JB: Donald Trump disgraced this nation and our democracy when he unleashed the insurrection on the Capitol last year.
SB: Mr. President, are you implying there is going to be a draft?
JB: Is there? Did someone leave the window open again? It’s freezing in here!
SB: Mr. President in January you pledged that US servicemen will not engage with Russian forces in Ukraine, are you having second thoughts about this statement considering the current state of the invasion?
JB: January… January! On January 6th Donald Trump incited a despicable attack on our Capitol and our democracy. My administration is committed to bringing him and the perpetrators to justice!
SB: Frankly Mr. President, the siege of Kyiv seems a little more pressing than something that happened over a year ago.
JB: A year? What’s a year to me? A year… oh the years…
SB: Are you okay Mr. President?
JB: I’m fine, I just have a lot on my mind. Practice later…
JB: As the class president of Archmere Academy 1961 and captain of the football team, I’m a busy guy mack! Not to mention this Cornpop fellow giving me flak at the damn pool.
SB: My questions are more focused on your role as President of the United States.
JB: I know I’m just another Irish fellow to you but I’d hope as a journalist you’d be able to know me from Jack Kennedy!
SB: Its true what they say Mr. Biden, your sense of humor is infectious. But I really would like to focus on the war.
JB: The damn war, horrible to see our young men shipped off to Vietnam. I’m not too concerned for myself though, I have asthma and a stutter.

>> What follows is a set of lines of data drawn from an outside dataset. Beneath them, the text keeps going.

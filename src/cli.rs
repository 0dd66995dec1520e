use clap::{Parser, Subcommand};

use crate::commands::{extract, providers, status, wait};

#[derive(Parser)]
#[command(name = "panelens")]
#[command(about = "Read the state of AI coding CLIs running in tmux panes")]
#[command(version)]
pub struct Cli {
    #[command(subcommand)]
    pub command: Commands,
}

#[derive(Subcommand)]
pub enum Commands {
    /// Classify the current status of a pane or capture
    Status(status::Args),

    /// Print the latest completed response
    Extract(extract::Args),

    /// Poll a tmux pane until it reaches one of the given statuses
    Wait(wait::Args),

    /// List supported CLI providers
    Providers(providers::Args),
}
use anyhow::Result;
use clap::Args as ClapArgs;
use std::path::PathBuf;

use panelens::config::Config;
use panelens::provider::ProviderKind;

#[derive(ClapArgs)]
pub struct Args {
    /// Custom config file path
    #[arg(short, long)]
    pub config: Option<PathBuf>,
}

pub async fn execute(args: Args) -> Result<()> {
    let config = Config::load(args.config)?;

    for kind in ProviderKind::ALL {
        let provider = config.provider_config(kind);
        let marker = if kind == config.default_provider { "*" } else { " " };

        println!("{} {} ({})", marker, kind.display_name(), kind);
        println!(
            "    launch: {}",
            provider.launch_command_for(&config.default_profile)
        );
        println!("    exit:   {}", provider.exit_command);
        for indicator in &provider.markers.error_indicators {
            println!("    error:  {}", indicator);
        }
    }

    Ok(())
}
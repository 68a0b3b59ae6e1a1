//! Message envelope for the duplex recognition protocol.
//!
//! Outbound commands (`run-task`, `finish-task`) go out as text frames;
//! audio goes out as raw binary frames with no extra framing. Inbound
//! events arrive as text frames and are decoded into [`InboundEvent`].

use serde::Deserialize;
use serde_json::json;

use crate::config::AsrConfig;
use crate::error::AsrError;

/// Builds the `run-task` command that opens a recognition task.
pub fn run_task(task_id: &str, config: &AsrConfig) -> String {
    json!({
        "header": {
            "action": "run-task",
            "task_id": task_id,
            "streaming": "duplex",
        },
        "payload": {
            "task_group": "audio",
            "task": "asr",
            "function": "recognition",
            "model": config.model,
            "parameters": {
                "format": "pcm",
                "sample_rate": config.sample_rate,
                "language_hints": config.language_hints,
                "disfluency_removal_enabled": false,
                "semantic_punctuation_enabled": false,
                "punctuation_prediction_enabled": config.punctuation_prediction_enabled,
                "inverse_text_normalization_enabled": config.inverse_text_normalization_enabled,
                "max_sentence_silence": config.max_sentence_silence_ms,
            },
            "input": {},
        },
    })
    .to_string()
}

/// Builds the `finish-task` command that ends the audio stream.
pub fn finish_task(task_id: &str) -> String {
    json!({
        "header": {
            "action": "finish-task",
            "task_id": task_id,
            "streaming": "duplex",
        },
        "payload": {
            "input": {},
        },
    })
    .to_string()
}

/// One recognized sentence, possibly still growing.
#[derive(Debug, Clone, Deserialize)]
pub struct Sentence {
    #[serde(default)]
    pub text: String,
    #[serde(default)]
    pub sentence_end: bool,
    /// Keepalive marker; carries no transcript.
    #[serde(default)]
    pub heartbeat: bool,
    #[serde(default)]
    pub confidence: Option<f64>,
}

/// A decoded inbound service event.
#[derive(Debug)]
pub enum InboundEvent {
    TaskStarted {
        task_id: Option<String>,
    },
    ResultGenerated {
        sentence: Option<Sentence>,
    },
    TaskFinished,
    TaskFailed {
        code: String,
        message: String,
    },
    /// Event name this client does not handle; skipped by the receiver.
    Unknown(String),
}

#[derive(Debug, Deserialize)]
struct InboundMessage {
    header: InboundHeader,
    #[serde(default)]
    payload: InboundPayload,
}

#[derive(Debug, Deserialize)]
struct InboundHeader {
    event: String,
    #[serde(default)]
    task_id: Option<String>,
    #[serde(default)]
    error_code: Option<String>,
    #[serde(default)]
    error_message: Option<String>,
}

#[derive(Debug, Default, Deserialize)]
struct InboundPayload {
    #[serde(default)]
    output: Option<Output>,
}

#[derive(Debug, Deserialize)]
struct Output {
    #[serde(default)]
    sentence: Option<Sentence>,
}

/// Decodes an inbound text frame.
///
/// Undecodable frames violate the remote contract and are fatal for the
/// current task.
pub fn parse_inbound(text: &str) -> Result<InboundEvent, AsrError> {
    let message: InboundMessage = serde_json::from_str(text)
        .map_err(|e| AsrError::Protocol(format!("undecodable message: {e}")))?;

    Ok(match message.header.event.as_str() {
        "task-started" => InboundEvent::TaskStarted {
            task_id: message.header.task_id,
        },
        "result-generated" => InboundEvent::ResultGenerated {
            sentence: message.payload.output.and_then(|o| o.sentence),
        },
        "task-finished" => InboundEvent::TaskFinished,
        "task-failed" => InboundEvent::TaskFailed {
            code: message.header.error_code.unwrap_or_else(|| "unknown".to_string()),
            message: message.header.error_message.unwrap_or_default(),
        },
        other => InboundEvent::Unknown(other.to_string()),
    })
}

#[cfg(test)]
mod tests {
    use super::*;
    use serde_json::Value;

    #[test]
    fn run_task_envelope() {
        let config = AsrConfig::default();
        let msg: Value = serde_json::from_str(&run_task("task-1", &config)).unwrap();

        assert_eq!(msg["header"]["action"], "run-task");
        assert_eq!(msg["header"]["task_id"], "task-1");
        assert_eq!(msg["header"]["streaming"], "duplex");
        assert_eq!(msg["payload"]["task_group"], "audio");
        assert_eq!(msg["payload"]["task"], "asr");
        assert_eq!(msg["payload"]["function"], "recognition");
        assert_eq!(msg["payload"]["model"], "paraformer-realtime-v2");
        assert_eq!(msg["payload"]["parameters"]["format"], "pcm");
        assert_eq!(msg["payload"]["parameters"]["sample_rate"], 16_000);
        assert_eq!(msg["payload"]["parameters"]["language_hints"][0], "zh");
        assert_eq!(msg["payload"]["parameters"]["max_sentence_silence"], 800);
        assert!(msg["payload"]["input"].as_object().unwrap().is_empty());
    }

    #[test]
    fn finish_task_envelope() {
        let msg: Value = serde_json::from_str(&finish_task("task-2")).unwrap();
        assert_eq!(msg["header"]["action"], "finish-task");
        assert_eq!(msg["header"]["task_id"], "task-2");
        assert_eq!(msg["header"]["streaming"], "duplex");
        assert!(msg["payload"]["input"].as_object().unwrap().is_empty());
    }

    #[test]
    fn parses_task_started() {
        let event = parse_inbound(r#"{"header": {"event": "task-started", "task_id": "t"}}"#)
            .unwrap();
        assert!(matches!(event, InboundEvent::TaskStarted { task_id: Some(id) } if id == "t"));
    }

    #[test]
    fn parses_result_sentence() {
        let event = parse_inbound(
            r#"{
                "header": {"event": "result-generated", "task_id": "t"},
                "payload": {"output": {"sentence": {"text": "你好", "sentence_end": true}}}
            }"#,
        )
        .unwrap();
        let InboundEvent::ResultGenerated { sentence: Some(sentence) } = event else {
            panic!("expected a sentence, got {event:?}");
        };
        assert_eq!(sentence.text, "你好");
        assert!(sentence.sentence_end);
        assert!(!sentence.heartbeat);
        assert!(sentence.confidence.is_none());
    }

    #[test]
    fn parses_task_failed_diagnostics() {
        let event = parse_inbound(
            r#"{"header": {"event": "task-failed", "task_id": "t",
                "error_code": "InvalidParameter", "error_message": "bad sample rate"}}"#,
        )
        .unwrap();
        let InboundEvent::TaskFailed { code, message } = event else {
            panic!("expected task-failed, got {event:?}");
        };
        assert_eq!(code, "InvalidParameter");
        assert_eq!(message, "bad sample rate");
    }

    #[test]
    fn unknown_event_is_not_fatal() {
        let event = parse_inbound(r#"{"header": {"event": "speech-detected"}}"#).unwrap();
        assert!(matches!(event, InboundEvent::Unknown(name) if name == "speech-detected"));
    }

    #[test]
    fn malformed_message_is_a_protocol_error() {
        let err = parse_inbound("not json").unwrap_err();
        assert!(matches!(err, AsrError::Protocol(_)));

        let err = parse_inbound(r#"{"no_header": true}"#).unwrap_err();
        assert!(matches!(err, AsrError::Protocol(_)));
    }
}
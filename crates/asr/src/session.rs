//! Session facade and lifecycle state for one recognition task.

use std::sync::Arc;
use std::sync::atomic::{AtomicBool, Ordering};
use std::time::Duration;

use parking_lot::Mutex;
use tokio::sync::Mutex as TokioMutex;
use tokio::sync::{mpsc, oneshot, watch};
use tokio::task::JoinHandle;
use tracing::{debug, info, warn};
use uuid::Uuid;

use crate::config::AsrConfig;
use crate::error::AsrError;
use crate::transport::{AsrTransport, WsTransport};
use crate::worker;
use crate::{AudioFrame, TranscriptEvent};

/// How long `close` waits for a loop to unwind before aborting it.
const SHUTDOWN_GRACE: Duration = Duration::from_secs(5);

/// Lifecycle of one recognition task.
///
/// A session opens its transport during construction, so `Connecting`
/// is the initial state.
#[derive(Debug, Clone, Copy, PartialEq, Eq)]
pub enum SessionStatus {
    Connecting,
    AwaitingStart,
    Streaming,
    Finishing,
    Completed,
    Failed,
}

impl SessionStatus {
    pub fn is_terminal(self) -> bool {
        matches!(self, Self::Completed | Self::Failed)
    }
}

/// Cross-task state shared by the audio sender and the result receiver.
///
/// The status field is the only datum mutated from both loops; everything
/// else is either immutable or a synchronization primitive.
pub(crate) struct SessionShared {
    pub(crate) task_id: String,
    pub(crate) config: AsrConfig,
    status: Mutex<SessionStatus>,
    error: Mutex<Option<AsrError>>,
    /// Single-fire start signal, consumed by the sender. The receiver
    /// fires it on task-started and drops it on exit so a blocked
    /// sender can never wait past the receiver's lifetime.
    pub(crate) started_tx: Mutex<Option<oneshot::Sender<()>>>,
    /// Flipped by `close()`; both loops select on it.
    pub(crate) closing: watch::Sender<bool>,
    pub(crate) closed: AtomicBool,
    finish_sent: AtomicBool,
}

impl SessionShared {
    pub(crate) fn status(&self) -> SessionStatus {
        *self.status.lock()
    }

    /// Moves to `next` unless the session is already terminal.
    pub(crate) fn transition(&self, next: SessionStatus) -> bool {
        let mut status = self.status.lock();
        if status.is_terminal() {
            return false;
        }
        debug!(task_id = %self.task_id, from = ?*status, to = ?next, "session transition");
        *status = next;
        true
    }

    /// Moves from exactly `from` to `to`.
    pub(crate) fn advance(&self, from: SessionStatus, to: SessionStatus) -> bool {
        let mut status = self.status.lock();
        if *status != from {
            return false;
        }
        debug!(task_id = %self.task_id, from = ?from, to = ?to, "session transition");
        *status = to;
        true
    }

    /// Records the first fatal error and enters `Failed`.
    ///
    /// Returns false when the session was already terminal; the first
    /// failure wins and later ones are dropped.
    pub(crate) fn fail(&self, err: AsrError) -> bool {
        let mut status = self.status.lock();
        if status.is_terminal() {
            return false;
        }
        debug!(task_id = %self.task_id, from = ?*status, error = %err, "session failed");
        *status = SessionStatus::Failed;
        *self.error.lock() = Some(err);
        true
    }

    /// Claims the one finish-task send. Returns true for the first caller.
    pub(crate) fn claim_finish(&self) -> bool {
        !self.finish_sent.swap(true, Ordering::SeqCst)
    }

    pub(crate) fn finish_sent(&self) -> bool {
        self.finish_sent.load(Ordering::SeqCst)
    }

    pub(crate) fn last_error(&self) -> Option<AsrError> {
        self.error.lock().clone()
    }
}

struct SessionTasks {
    audio_tx: Option<mpsc::Sender<AudioFrame>>,
    send_task: Option<JoinHandle<()>>,
    recv_task: Option<JoinHandle<()>>,
}

/// The finite transcript stream: events until the session completes,
/// or events followed by one error when it fails.
pub type EventReceiver = mpsc::Receiver<Result<TranscriptEvent, AsrError>>;

/// Public handle for one realtime recognition session.
///
/// Owns the transport and the two background loops (audio sender and
/// result receiver). Dropping the handle aborts the loops; call
/// [`SpeechSession::close`] for an orderly shutdown.
pub struct SpeechSession {
    shared: Arc<SessionShared>,
    transport: Arc<dyn AsrTransport>,
    inner: TokioMutex<SessionTasks>,
}

impl SpeechSession {
    /// Opens the connection and starts a recognition task.
    ///
    /// Returns the session handle and the transcript event stream. The
    /// stream is single-consumer and ends when the session reaches
    /// `Completed` or `Failed`.
    pub async fn connect(config: AsrConfig) -> Result<(Self, EventReceiver), AsrError> {
        let transport = WsTransport::connect(&config).await?;
        Ok(Self::with_transport(config, Arc::new(transport)))
    }

    /// Starts a session over an already-open transport.
    ///
    /// Used by [`SpeechSession::connect`] and by tests that script the
    /// transport.
    pub fn with_transport(
        config: AsrConfig,
        transport: Arc<dyn AsrTransport>,
    ) -> (Self, EventReceiver) {
        let task_id = Uuid::new_v4().to_string();
        let (audio_tx, audio_rx) = mpsc::channel(config.frame_queue_capacity);
        let (event_tx, event_rx) = mpsc::channel(config.event_queue_capacity);
        let (started_tx, started_rx) = oneshot::channel();
        let (closing, _) = watch::channel(false);

        let shared = Arc::new(SessionShared {
            task_id: task_id.clone(),
            config,
            status: Mutex::new(SessionStatus::Connecting),
            error: Mutex::new(None),
            started_tx: Mutex::new(Some(started_tx)),
            closing,
            closed: AtomicBool::new(false),
            finish_sent: AtomicBool::new(false),
        });

        info!(%task_id, "recognition session starting");

        let send_task = tokio::spawn(worker::send_loop(
            shared.clone(),
            transport.clone(),
            audio_rx,
            started_rx,
            event_tx.clone(),
        ));
        let recv_task = tokio::spawn(worker::recv_loop(
            shared.clone(),
            transport.clone(),
            event_tx,
        ));

        let session = Self {
            shared,
            transport,
            inner: TokioMutex::new(SessionTasks {
                audio_tx: Some(audio_tx),
                send_task: Some(send_task),
                recv_task: Some(recv_task),
            }),
        };
        (session, event_rx)
    }

    /// Enqueues a raw PCM frame for transmission.
    ///
    /// Frames pushed after [`SpeechSession::finish_input`] or
    /// [`SpeechSession::close`], or once the session is terminal, are
    /// rejected with [`AsrError::SessionClosed`].
    pub async fn push_frame(&self, frame: AudioFrame) -> Result<(), AsrError> {
        if self.shared.closed.load(Ordering::SeqCst) || self.shared.status().is_terminal() {
            return Err(AsrError::SessionClosed);
        }
        let audio_tx = self.inner.lock().await.audio_tx.clone();
        match audio_tx {
            Some(tx) => tx.send(frame).await.map_err(|_| AsrError::SessionClosed),
            None => Err(AsrError::SessionClosed),
        }
    }

    /// Signals end of input. Frames already queued are still sent, then
    /// the sender issues the single finish-task command.
    pub async fn finish_input(&self) {
        self.inner.lock().await.audio_tx.take();
    }

    /// Orderly shutdown: ends the audio queue, lets the sender flush and
    /// finish the task, then tears the transport down (which wakes a
    /// blocked receive) and joins both loops.
    ///
    /// Idempotent and safe to call concurrently; the transport teardown
    /// runs exactly once.
    pub async fn close(&self) {
        self.shared.closed.store(true, Ordering::SeqCst);
        // send_replace stores the value even while no receiver is
        // subscribed yet, so a close racing the run-task send sticks.
        self.shared.closing.send_replace(true);

        let mut inner = self.inner.lock().await;
        inner.audio_tx.take();

        if let Some(mut task) = inner.send_task.take()
            && tokio::time::timeout(SHUTDOWN_GRACE, &mut task).await.is_err()
        {
            warn!(task_id = %self.shared.task_id, "audio sender did not stop in time, aborting");
            task.abort();
            let _ = task.await;
        }

        self.transport.close().await;

        if let Some(mut task) = inner.recv_task.take()
            && tokio::time::timeout(SHUTDOWN_GRACE, &mut task).await.is_err()
        {
            warn!(task_id = %self.shared.task_id, "result receiver did not stop in time, aborting");
            task.abort();
            let _ = task.await;
        }

        info!(
            task_id = %self.shared.task_id,
            status = ?self.shared.status(),
            "recognition session closed"
        );
    }

    pub fn status(&self) -> SessionStatus {
        self.shared.status()
    }

    /// Task identifier, stable for the session's lifetime.
    pub fn task_id(&self) -> &str {
        &self.shared.task_id
    }

    /// The fatal error that ended the session, if any.
    pub fn last_error(&self) -> Option<AsrError> {
        self.shared.last_error()
    }
}

impl Drop for SpeechSession {
    fn drop(&mut self) {
        // Orderly shutdown goes through close(); this is the backstop so
        // a dropped handle never leaves the loops running.
        if let Ok(inner) = self.inner.try_lock() {
            if let Some(task) = &inner.send_task {
                task.abort();
            }
            if let Some(task) = &inner.recv_task {
                task.abort();
            }
        }
    }
}

#[cfg(test)]
mod tests {
    use super::*;

    #[test]
    fn terminal_states() {
        assert!(SessionStatus::Completed.is_terminal());
        assert!(SessionStatus::Failed.is_terminal());
        assert!(!SessionStatus::Connecting.is_terminal());
        assert!(!SessionStatus::AwaitingStart.is_terminal());
        assert!(!SessionStatus::Streaming.is_terminal());
        assert!(!SessionStatus::Finishing.is_terminal());
    }
}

Not much we can do us, civilians. My main concern right now is about her.
SB: Are you referring to Vice President Kamala Harris? What role is she playing in crisis?
JB: Camilla? Are you crazy that’s Jimmy’s steady! I been wanting to ask Sally to the homecoming with me for weeks, but I’m scared she’ll say no. What do you think?
SB: I think if you just act like yourself and be confident, that’s the best you can do. But to get back to business, your SWIFT sanctions against Russia are some of the most aggressive economic policies in recent times, do you think doing too much too fast to Putin and his friends has given them a “nothing left to lose” mentality?
JB: This is all really scary stuff you’re saying. Who are these people?
SB: Sir, they are some of the most important-
JB: I want my mother. Do you know where my mother is?
SB: I can’t say I do.
JB: Mom. Mom! Mommy!
At this point, I was escorted out by the secret service. Apparently, Mr. Biden had to take a very important call with President Macron concerning the natural gas supply in Western Europe, and it was crucial he have his afternoon nap beforehand.